Don't feel guilty. You made a hard decision that had to be made. It is never nice, but it's humane and your last gift to your pet. If it was legal, I would want someone to do this for me when the time comes.
Such a help to come on here, read these messages and know that people understand.
Am massively struggling with guilt. Guilt that I didn't pick up on the signs sooner, guilt that I didn't ask for a second opinion when the first vet fobbed me off, massive guilt about having her pts but mostly guilty at the what ifs? What if her bloods come back on Wednesday (as they still will even though she's gone) and show that it could have been managed? What if it wasn't a clot? What if I've made the wrong decision? I don't know how to deal with the guilt. I haven't eaten since Thursday night and just feel sick and keep bursting into tears. Every time I draw the curtains I feel guilty for shutting her out in the cold. I know I probably sound irrational but it's how I feel. I just don't know how to cope.
I think all you're feeling is perfectly natural. All the guilt just shows how much you loved her.
She's not out in the cold, she's gone onto a better place.
You're are grieving and all these emotions are part of the grieving process. As I said in an earlier post I am going through the same thing and can relate to how you feel.
You feel so strongly because you care so much.
Please be kind to yourself, it will get better.
Sorry, but of a rambly post!
I said goodbye to my boy in April, even now I shed a tear every day. I know it was the best thing, but I was just not ready. As my DH says, 'but he was'
I promise she's not cold and I promise it will get easier. You made the best decision for her based on everything you knew. She was very clearly suffering and you did what every responsible pet owner should do. Please don't think you've let her down, you haven't.
Do you feel up to visiting her? Go and tell her how much you loved her and miss her. If it helps you put a fleece under the rose bush, it won't do any harm.
Try and keep yourself as busy as you can. Please eat something, just toast even. She wouldn't want you to make yourself ill.
I'm so sorry - I know you must be feeling awful. I am sure no vet would put a 3 year old cat to sleep unless they knew there was no hope. Also hcm is hard to recognise - you really mustn't blame yourself.

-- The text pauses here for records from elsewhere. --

// srcbackup: uncommitted and unpushed work backup
//
// SPDX-FileCopyrightText: 2026 Romeo Ahmed
// SPDX-License-Identifier: GPL-3.0-or-later

//! Read-only commands: `status`, `identify`, `outgoing`.
//!
//! ```text
//! status    a/b.txt            ["a/b.txt","c.txt"]
//!           c.txt
//! identify  3f2a9c1b7d4e+      {"id":"3f2a9c1b7d4e","dirty":true}
//! outgoing  3f2a9c1b7d4e 2024-03-05T13:30:00+00:00
//!                              {"id":..,"timestamp":..}
//! ```

use serde::Serialize;

use super::BackupContext;
use crate::artifact::iso_timestamp;
use crate::cli::backup::{QueryArgs, StatusArgs};
use crate::error::Result;
use crate::hg::{RevisionRecord, WorkingRevision};

/// Renders the uncommitted file list.
///
/// # Errors
///
/// Returns an error if JSON serialization fails.
pub fn render_status(files: &[String], json: bool) -> Result<String> {
    if json {
        return to_json(&files);
    }
    Ok(files.join("\n"))
}

/// Renders the current revision, `+` marking a dirty working copy.
///
/// # Errors
///
/// Returns an error if JSON serialization fails.
pub fn render_identify(revision: Option<&WorkingRevision>, json: bool) -> Result<String> {
    if json {
        return to_json(&revision);
    }
    Ok(revision.map_or_else(String::new, |r| {
        format!("{}{}", r.id, if r.dirty { "+" } else { "" })
    }))
}

/// Renders the newest unpushed commit.
///
/// # Errors
///
/// Returns an error if JSON serialization fails.
pub fn render_outgoing(record: Option<&RevisionRecord>, json: bool) -> Result<String> {
    if json {
        return to_json(&record);
    }
    Ok(record.map_or_else(String::new, |r| {
        format!("{} {}", r.id, iso_timestamp(r.timestamp))
    }))
}

fn to_json<T: Serialize + ?Sized>(value: &T) -> Result<String> {
    Ok(serde_json::to_string(value)?)
}

fn print_nonempty(text: &str) {
    if !text.is_empty() {
        println!("{text}");
    }
}

/// Prints the uncommitted files of the configured repository.
///
/// # Errors
///
/// Returns an error if `hg status` fails.
pub async fn run_status_command(args: &StatusArgs, ctx: &BackupContext) -> Result<()> {
    let filter = args.filter(ctx.status_filter());
    let files = ctx
        .hg()
        .list_uncommitted_files(ctx.repository(), filter)
        .await?;
    let text = render_status(&files, args.json)?;
    if args.json {
        println!("{text}");
    } else {
        print_nonempty(&text);
    }
    Ok(())
}

/// Prints the current revision.
///
/// # Errors
///
/// Returns an error only if JSON serialization fails.
pub async fn run_identify_command(args: &QueryArgs, ctx: &BackupContext) -> Result<()> {
    let revision = ctx.hg().current_revision(ctx.repository()).await;
    let text = render_identify(revision.as_ref(), args.json)?;
    if args.json {
        println!("{text}");
    } else {
        print_nonempty(&text);
    }
    Ok(())
}

/// Prints the newest unpushed commit.
///
/// # Errors
///
/// Returns an error only if JSON serialization fails.
pub async fn run_outgoing_command(args: &QueryArgs, ctx: &BackupContext) -> Result<()> {
    let record = ctx.hg().newest_unpushed_commit(ctx.repository()).await;
    let text = render_outgoing(record.as_ref(), args.json)?;
    if args.json {
        println!("{text}");
    } else {
        print_nonempty(&text);
    }
    Ok(())
}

Stop with the guilt! It works the other way too, not a cat but we lost our dog two years ago the day before we were going to go to the vets to pts. The guilt my oh feels that we didn't do it sooner was awful. You did the right thing. Stop with the what ifs. You did what you did and it was right. She isn't suffering and passed over peacefully and that is absolutely the best thing you could have done for her xx
I had to make the decision today. Our 16 yr old was in renal failure and over the weekend his weight dropped and he started to become disorientated. Today he wasn't eating and started throwing up. I knew going to the vets that I wouldn't be coming home with him. My heart is broken.
I miss him but I know I've done the right thing as I wouldn't want him to go downhill suddenly while I was at work, at least today, I could be with him but my God it hurts.